To ease the burden of researchers who need to translate their cohort or clinical phenotype definitions from ICD-9-CM to ICD-10-CM, we explored the use of published maps between ICD-9-CM and ICD-10-CM for automatic conversion. The General Equivalent Maps (GEMs) are created and maintained by the Centers for Medicare & Medicaid Services (CMS) and the Centers for Disease Control and Prevention (CDC), and serve as a tool for the conversion of data between ICD-9-CM and ICD-10-CM.15 The GEMs are often also referred to as “crosswalks” since they provide important information linking codes from one system with codes in the other system.16 Users are cautioned against using the GEMs for actual coding as they have not been completely validated for clinical use.
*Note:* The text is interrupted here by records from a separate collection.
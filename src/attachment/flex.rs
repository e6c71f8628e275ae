use std::path::{Path, PathBuf};

use k8s_openapi::api::core::v1::{ConfigMap, Secret};
use kube::{Api, Client};
use serde::{Deserialize, Serialize};
use tracing::info;

use crate::{
    api::constants::{ADMIN_SECRET_NAME, MON_ENDPOINTS_CONFIGMAP, MON_ENDPOINTS_DATA_KEY},
    client::executor::CommandExecutor,
    mon::{cluster_info::admin_key, endpoints},
    Error, Result,
};

const CLIENT_USER: &str = "admin";

/// Where the kubelet mounts a volume once for every pod on the node.
pub fn global_mount_path(kubelet_root: &Path, vendor: &str, driver: &str, volume: &str) -> PathBuf {
    kubelet_root
        .join("plugins")
        .join(vendor)
        .join(driver)
        .join("mounts")
        .join(volume)
}

/// `vendor~driver` directory name split in two.
pub fn driver_info(driver_dir: &Path) -> Result<(String, String)> {
    let name = driver_dir
        .file_name()
        .and_then(|n| n.to_str())
        .unwrap_or_default();
    match name.split_once('~') {
        Some((vendor, driver)) if !vendor.is_empty() && !driver.is_empty() => {
            Ok((vendor.to_string(), driver.to_string()))
        }
        _ => Err(Error::InvalidSpec(format!(
            "{} is not a vendor~driver directory",
            driver_dir.display()
        ))),
    }
}

/// What a kernel client needs to reach the cluster.
#[derive(Deserialize, Serialize, Clone, Debug, Default, PartialEq)]
#[serde(rename_all = "camelCase")]
pub struct ClientAccessInfo {
    pub mon_addresses: Vec<String>,
    pub user_name: String,
    pub secret_key: String,
}

pub async fn client_access_info(client: Client, cluster_namespace: &str) -> Result<ClientAccessInfo> {
    let maps: Api<ConfigMap> = Api::namespaced(client.clone(), cluster_namespace);
    let secrets: Api<Secret> = Api::namespaced(client, cluster_namespace);

    let data = maps
        .get_opt(MON_ENDPOINTS_CONFIGMAP)
        .await?
        .and_then(|cm| cm.data)
        .and_then(|mut d| d.remove(MON_ENDPOINTS_DATA_KEY))
        .ok_or_else(|| {
            Error::NotFound(format!("mon endpoints of cluster {cluster_namespace}"))
        })?;
    let secret = secrets
        .get_opt(ADMIN_SECRET_NAME)
        .await?
        .ok_or_else(|| Error::NotFound(format!("secret {ADMIN_SECRET_NAME} in {cluster_namespace}")))?;

    Ok(ClientAccessInfo {
        mon_addresses: endpoints::addresses(&endpoints::parse(&data)),
        user_name: CLIENT_USER.to_string(),
        secret_key: admin_key(&secret)?,
    })
}

pub async fn kernel_version(executor: &dyn CommandExecutor) -> Result<String> {
    Ok(executor
        .execute("uname", &["-r".to_string()])
        .await?
        .trim()
        .to_string())
}

/// Copies the driver binary next to its final name and renames it into
/// place, so the kubelet never runs a half written file.
pub async fn install_driver(binary: &Path, driver_dir: &Path, driver: &str) -> Result<PathBuf> {
    let io = |what: &str, e: std::io::Error| Error::Fatal(format!("{what}: {e}"));
    tokio::fs::create_dir_all(driver_dir)
        .await
        .map_err(|e| io("creating driver dir", e))?;
    let target = driver_dir.join(driver);
    let staging = driver_dir.join(format!(".{driver}.tmp"));
    tokio::fs::copy(binary, &staging)
        .await
        .map_err(|e| io("copying driver", e))?;
    tokio::fs::rename(&staging, &target)
        .await
        .map_err(|e| io("installing driver", e))?;
    info!("installed flex driver at {}", target.display());
    Ok(target)
}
However, the conversion of data for quality measures and research is specifically listed among the applicable use cases.16 The GEMs are directional and therefore have two types: the forward maps convert ICD-9-CM codes into ICD-10-CM, and the backward maps convert ICD-10-CM codes into ICD-9-CM. Because the relationships between ICD-9-CM and ICD-10-CM codes are often complex and not one-to-one, the use of GEMs is complicated and requires informed consideration.1720 While the impact of ICD-10-CM transition has been explored in various health care and research settings,2124 there are few studies on the evaluation of automated translation of codes between ICD-9-CM and ICD-10-CM in the context of phenotype definitions for pragmatic trials.

The forward and backward GEMs are not simple mirror images of each other, as the names may suggest. They are independent maps that differ significantly in scope and coverage (Table 1). The majority of ICD-10-CM codes are not represented in the forward map, and a significant portion of ICD-9-CM codes (25 percent) are not represented in the backward map. The backward map provides 78,034 unique pairs of ICD-9-CM and ICD-10-CM codes (over three times more than the forward map), of which only 18,484 pairs (23.7 percent) are also found in the forward map.

Table 1.

Comparison of the Forward and Backward General Equivalent Maps (GEMs)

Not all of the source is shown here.